◆ **Problem requirements**: Print word for word the first line of the records below and every following line through the one containing "an empty mapping."; print nothing else.

◆ **Materials provided**:
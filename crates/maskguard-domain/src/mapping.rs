//! The hand-maintained sensitive-field mapping.
//!
//! Document shape:
//!
//! ```yaml
//! fields:
//!   ssn:
//!     mask_policy: mask_full
//!     pii_type: government_id
//! ```
//!
//! The document is validated once, here. Everything downstream works with a
//! typed [`SensitiveMapping`] and never re-checks shapes.

use crate::error::ConfigurationError;
use serde::{Deserialize, Serialize};
use serde_json::{Map, Value};
use std::collections::BTreeMap;

const KEY_FIELDS: &str = "fields";
const KEY_MASK_POLICY: &str = "mask_policy";

/// Expected protection for one sensitive column.
///
/// `metadata` keeps every other key of the entry verbatim so it can be handed to
/// the policy engine untouched.
#[derive(Clone, Debug, PartialEq, Serialize, Deserialize)]
pub struct MappingEntry {
    pub mask_policy: String,
    #[serde(flatten)]
    pub metadata: BTreeMap<String, Value>,
}

impl MappingEntry {
    pub fn new(mask_policy: impl Into<String>) -> Self {
        Self {
            mask_policy: mask_policy.into(),
            metadata: BTreeMap::new(),
        }
    }

    pub fn with_metadata(mut self, key: impl Into<String>, value: Value) -> Self {
        self.metadata.insert(key.into(), value);
        self
    }
}

/// Column name -> expected protection. Iteration order is column name order.
#[derive(Clone, Debug, Default, PartialEq)]
pub struct SensitiveMapping {
    fields: BTreeMap<String, MappingEntry>,
}

impl SensitiveMapping {
    /// Validate an already-parsed mapping document.
    ///
    /// A `fields: ~` (declared but empty) section is accepted as an empty mapping.
    pub fn from_document(doc: &Value) -> Result<Self, ConfigurationError> {
        let Value::Object(root) = doc else {
            return Err(ConfigurationError::NotAMapping {
                found: value_kind(doc),
            });
        };

        let fields = match root.get(KEY_FIELDS) {
            None => return Err(ConfigurationError::MissingFields),
            Some(Value::Null) => return Ok(Self::default()),
            Some(Value::Object(fields)) => fields,
            Some(other) => {
                return Err(ConfigurationError::FieldsNotAMapping {
                    found: value_kind(other),
                });
            }
        };

        let mut out = BTreeMap::new();
        for (column, raw) in fields {
            let entry = parse_entry(column, raw)?;
            out.insert(column.clone(), entry);
        }

        Ok(Self { fields: out })
    }

    pub fn get(&self, column: &str) -> Option<&MappingEntry> {
        self.fields.get(column)
    }

    pub fn expected_policy(&self, column: &str) -> Option<&str> {
        self.get(column).map(|e| e.mask_policy.as_str())
    }

    pub fn iter(&self) -> impl Iterator<Item = (&str, &MappingEntry)> {
        self.fields.iter().map(|(k, v)| (k.as_str(), v))
    }

    pub fn len(&self) -> usize {
        self.fields.len()
    }

    pub fn is_empty(&self) -> bool {
        self.fields.is_empty()
    }
}

impl FromIterator<(String, MappingEntry)> for SensitiveMapping {
    fn from_iter<I: IntoIterator<Item = (String, MappingEntry)>>(iter: I) -> Self {
        Self {
            fields: iter.into_iter().collect(),
        }
    }
}

fn parse_entry(column: &str, raw: &Value) -> Result<MappingEntry, ConfigurationError> {
    let Value::Object(attrs) = raw else {
        return Err(ConfigurationError::EntryNotAMapping {
            column: column.to_string(),
            found: value_kind(raw),
        });
    };

    let mask_policy = match attrs.get(KEY_MASK_POLICY) {
        None | Some(Value::Null) => {
            return Err(ConfigurationError::MissingMaskPolicy {
                column: column.to_string(),
            });
        }
        Some(Value::String(s)) if !s.trim().is_empty() => s.clone(),
        Some(other) => {
            return Err(ConfigurationError::InvalidMaskPolicy {
                column: column.to_string(),
                found: value_kind(other),
            });
        }
    };

    Ok(MappingEntry {
        mask_policy,
        metadata: metadata_without_policy(attrs),
    })
}

fn metadata_without_policy(attrs: &Map<String, Value>) -> BTreeMap<String, Value> {
    attrs
        .iter()
        .filter(|(k, _)| k.as_str() != KEY_MASK_POLICY)
        .map(|(k, v)| (k.clone(), v.clone()))
        .collect()
}

fn value_kind(v: &Value) -> &'static str {
    match v {
        Value::Null => "null",
        Value::Bool(_) => "a boolean",
        Value::Number(_) => "a number",
        Value::String(s) if s.trim().is_empty() => "an empty string",
        Value::String(_) => "a string",
        Value::Array(_) => "a list",
        Value::Object(_) => "a mapping",
    }
}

◆ **Answer below**:
filename crates/maskguard-domain/src/mapping.rs
//! The hand-maintained sensitive-field mapping.
//!
//! Document shape:
//!
//! ```yaml
//! fields:
//!   ssn:
//!     mask_policy: mask_full
//!     pii_type: government_id
//! ```
//!
//! The document is validated once, here. Everything downstream works with a
//! typed [`SensitiveMapping`] and never re-checks shapes.

use crate::error::ConfigurationError;
use serde::{Deserialize, Serialize};
use serde_json::{Map, Value};
use std::collections::BTreeMap;

const KEY_FIELDS: &str = "fields";
const KEY_MASK_POLICY: &str = "mask_policy";

/// Expected protection for one sensitive column.
///
/// `metadata` keeps every other key of the entry verbatim so it can be handed to
/// the policy engine untouched.
#[derive(Clone, Debug, PartialEq, Serialize, Deserialize)]
pub struct MappingEntry {
    pub mask_policy: String,
    #[serde(flatten)]
    pub metadata: BTreeMap<String, Value>,
}

impl MappingEntry {
    pub fn new(mask_policy: impl Into<String>) -> Self {
        Self {
            mask_policy: mask_policy.into(),
            metadata: BTreeMap::new(),
        }
    }

    pub fn with_metadata(mut self, key: impl Into<String>, value: Value) -> Self {
        self.metadata.insert(key.into(), value);
        self
    }
}

/// Column name -> expected protection. Iteration order is column name order.
#[derive(Clone, Debug, Default, PartialEq)]
pub struct SensitiveMapping {
    fields: BTreeMap<String, MappingEntry>,
}

impl SensitiveMapping {
    /// Validate an already-parsed mapping document.
    ///
    /// A `fields: ~` (declared but empty) section is accepted as an empty mapping.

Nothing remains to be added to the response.